武田信玄公葬儀に際し、快川国師のもと、起骨の導師を務め法語を詠んでいる。
天正7年 武田勝頼公の命により戦勝祈願文を伊勢神宮、熊野三所権現に奉納す。
天正10年 織田軍により恵林寺消失、徳川家康公の命により恵林寺再興に尽力す。
天正20年 徳川家康公の要請により、武蔵野平林寺(松平信綱公菩提寺)を再興し、自ら中興開山となる。
天正21年 徳川家康公外護、大檀越として本山再住奉勅入寺す。
慶長8年 妙心寺を辞し、臨済寺に叢林を創設、後に九州臼枡の稲葉氏に招かれ多福寺に住し、また信州高遠の建福寺にも住した。
慶長11年 弟子大秀宗智の勧めにより中村一氏公菩提の為に本山頭塔大龍院を創建す。
天和3年 世寿86歳で遷化す。
正徳5年 中御門天皇より、霊光佛眼禅師の謚号を追贈される。



文化財のご紹介


山梨県重要文化財


鉄山宗鈍印可関係史料
山梨県指定 有形文化財(書跡)
指定日:平成9年6月12日指定

義雲院の初代住職・鉄山宗鈍の師である東谷宗杲が、永禄10年(1567年)に鉄山に与えた 印可状(悟りを認める文書)を含む、2通の文書から成っている。
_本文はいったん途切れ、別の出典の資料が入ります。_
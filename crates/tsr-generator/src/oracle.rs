//! Read-only view of the host compiler's static type graph.
//!
//! The generator never inspects syntax. Everything it learns about a type
//! comes through [`TypeOracle`], which keeps it testable against an
//! in-memory graph (see [`TypeGraph`](crate::graph::TypeGraph)).

use bitflags::bitflags;
use serde::{Deserialize, Serialize};
use std::fmt;
use tsr_common::LiteralValue;

/// Opaque handle of a type in the host's graph. One handle per distinct
/// type, including each generic instantiation.
#[derive(Copy, Clone, Debug, PartialEq, Eq, Hash, PartialOrd, Ord, Serialize, Deserialize)]
#[serde(transparent)]
pub struct TypeHandle(pub u32);

impl fmt::Display for TypeHandle {
    fn fmt(&self, f: &mut fmt::Formatter<'_>) -> fmt::Result {
        write!(f, "#{}", self.0)
    }
}

/// Structural category of a type.
#[derive(Clone, Debug, PartialEq, Serialize, Deserialize)]
#[serde(tag = "shape", rename_all = "camelCase")]
pub enum TypeShape {
    /// Built-in type: `number`, `string`, `Date`, `Array`, ...
    Native { name: String },
    Literal { value: LiteralValue },
    Union { members: Vec<TypeHandle> },
    Intersection { members: Vec<TypeHandle> },
    /// Unbound type parameter, e.g. `T` inside `class Box<T>`.
    TypeParameter { name: String },
    /// Named class, interface or object alias; has a declaration.
    Object,
    /// Object type literal without a name.
    Anonymous,
}

#[derive(Copy, Clone, Debug, PartialEq, Eq, Serialize, Deserialize)]
#[serde(rename_all = "camelCase")]
pub enum DeclarationKind {
    Class,
    Interface,
    TypeAlias,
}

#[derive(Clone, Debug, PartialEq, Eq, Serialize, Deserialize)]
pub struct DeclarationInfo {
    pub name: String,
    pub kind: DeclarationKind,
    /// Declaring source file, absolute or relative to the project root.
    pub file: String,
}

bitflags! {
    /// Modifiers of a property symbol.
    #[derive(Debug, Clone, Copy, PartialEq, Eq, Hash)]
    pub struct ModifierFlags: u8 {
        const OPTIONAL  = 1 << 0;
        const READONLY  = 1 << 1;
        const PRIVATE   = 1 << 2;
        const PROTECTED = 1 << 3;
        const GETTER    = 1 << 4;
        const SETTER    = 1 << 5;
    }
}

/// Attribute annotation as written on a declaration.
#[derive(Clone, Debug, PartialEq, Eq, Serialize, Deserialize)]
pub struct AttributeInfo {
    pub name: String,
    #[serde(default, skip_serializing_if = "Option::is_none")]
    pub full_name: Option<String>,
}

#[derive(Clone, Debug, PartialEq, Eq)]
pub struct PropertySymbol {
    pub name: String,
    pub ty: TypeHandle,
    pub modifiers: ModifierFlags,
    pub attributes: Vec<AttributeInfo>,
}

#[derive(Clone, Debug, PartialEq, Eq, Serialize, Deserialize)]
pub struct ParameterSymbol {
    pub name: String,
    #[serde(rename = "type")]
    pub ty: TypeHandle,
}

/// Where a class's runtime constructor is exported from.
#[derive(Clone, Debug, PartialEq, Eq, Serialize, Deserialize)]
#[serde(rename_all = "camelCase")]
pub struct ConstructorExport {
    pub export_name: String,
    pub source_path: String,
    #[serde(default, skip_serializing_if = "Option::is_none")]
    pub out_path: Option<String>,
}

/// Function declaration as seen by call-site rewriting.
#[derive(Clone, Debug, PartialEq, Eq, Serialize, Deserialize)]
#[serde(rename_all = "camelCase")]
pub struct FunctionInfo {
    pub name: String,
    #[serde(default)]
    pub type_parameters: Vec<String>,
    /// Reserved markers such as `reflect` and `trace`.
    #[serde(default)]
    pub markers: Vec<String>,
}

impl FunctionInfo {
    pub fn has_marker(&self, marker: &str) -> bool {
        self.markers.iter().any(|m| m == marker)
    }
}

/// Marker forwarding open generic arguments through the implicit parameter.
pub const REFLECT_MARKER: &str = "reflect";
/// Marker asking the host to wrap a function with tracing.
pub const TRACE_MARKER: &str = "trace";

/// Static type information provided by the host compiler.
pub trait TypeOracle {
    fn shape(&self, ty: TypeHandle) -> Option<TypeShape>;

    /// Declaration of an `Object` type.
    fn declaration(&self, ty: TypeHandle) -> Option<DeclarationInfo>;

    /// Type arguments of a generic instantiation, in parameter order.
    fn type_arguments(&self, ty: TypeHandle) -> Vec<TypeHandle>;

    fn properties(&self, ty: TypeHandle) -> Vec<PropertySymbol>;

    fn construct_signatures(&self, ty: TypeHandle) -> Vec<Vec<ParameterSymbol>>;

    fn attributes(&self, ty: TypeHandle) -> Vec<AttributeInfo>;

    fn base_type(&self, ty: TypeHandle) -> Option<TypeHandle>;

    fn implemented_interface(&self, ty: TypeHandle) -> Option<TypeHandle>;

    fn constructor_export(&self, ty: TypeHandle) -> Option<ConstructorExport>;

    fn function(&self, name: &str) -> Option<FunctionInfo>;
}
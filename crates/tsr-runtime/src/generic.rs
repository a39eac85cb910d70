//! Carrier for generic arguments forwarded through reflective calls.
//!
//! A call to a function whose type parameters are reflected receives an
//! extra argument named [`GENERIC_PARAMS`] mapping each parameter name to
//! its type. Inside the callee, a reflective query on `T` reads it back.

use crate::types::Type;
use indexmap::IndexMap;
use std::sync::Arc;

/// Name of the implicit argument in rewritten code.
pub const GENERIC_PARAMS: &str = "__genericParams__";

#[derive(Clone, Debug, Default)]
pub struct GenericParams {
    params: IndexMap<String, Arc<Type>>,
}

impl GenericParams {
    pub fn new() -> Self {
        Self::default()
    }

    pub fn with(mut self, name: impl Into<String>, ty: Arc<Type>) -> Self {
        self.insert(name, ty);
        self
    }

    pub fn insert(&mut self, name: impl Into<String>, ty: Arc<Type>) {
        self.params.insert(name.into(), ty);
    }

    /// Type bound to the parameter `name`, if the caller forwarded it.
    pub fn get(&self, name: &str) -> Option<Arc<Type>> {
        self.params.get(name).cloned()
    }

    pub fn names(&self) -> impl Iterator<Item = &str> {
        self.params.keys().map(String::as_str)
    }

    pub fn len(&self) -> usize {
        self.params.len()
    }

    pub fn is_empty(&self) -> bool {
        self.params.is_empty()
    }
}

impl FromIterator<(String, Arc<Type>)> for GenericParams {
    fn from_iter<I: IntoIterator<Item = (String, Arc<Type>)>>(iter: I) -> Self {
        Self {
            params: iter.into_iter().collect(),
        }
    }
}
鉄山が正式に師の教えを受け継いだことを証明する史料。


甲府市重要文化財


紙本著色鉄山禅師画像
甲府市指定 有形文化財(書跡)
指定日:昭和61年3月11日指定

義雲院の初代住職・鉄山宗鈍の肖像画。江戸中期の禅僧・古月禅材の讃(仏や菩薩の徳を讃えるもの)が添えられている。

寺院概要




【 寺院概要 】

◇ 寺院名  : 大慈山 義雲院
◇ 宗派   : 臨済宗妙心寺派
◇ 所在地  : 山梨県甲府市国母 4-17-15
◇ 住職   : 小澤 泰祟(おざわ たいすう)
◇ 主な行事 : 坐禅会(毎週開催)
                             写経会・御詠歌(毎月開催)



【 ご紹介文 】

大慈山 義雲院は、臨済宗妙心寺派に属する山梨県甲府市国母の寺院です。
いま・ここに生きる幸せ」を
一人でも多くの方に感じて頂きたいとの思いで、
日々、様々な活動や取り組みに励んでいます。

住職・小澤泰祟のもと、心を静めて自分と向き合う坐禅会を毎週開催しています。
また、月例の写経会や御詠歌の会を通じて、仏の教えに気軽に親しめる場として地域の皆さまに親しまれています。
どなたでも安心してご参加いただける、心を整えるひとときを過ごせるお寺です。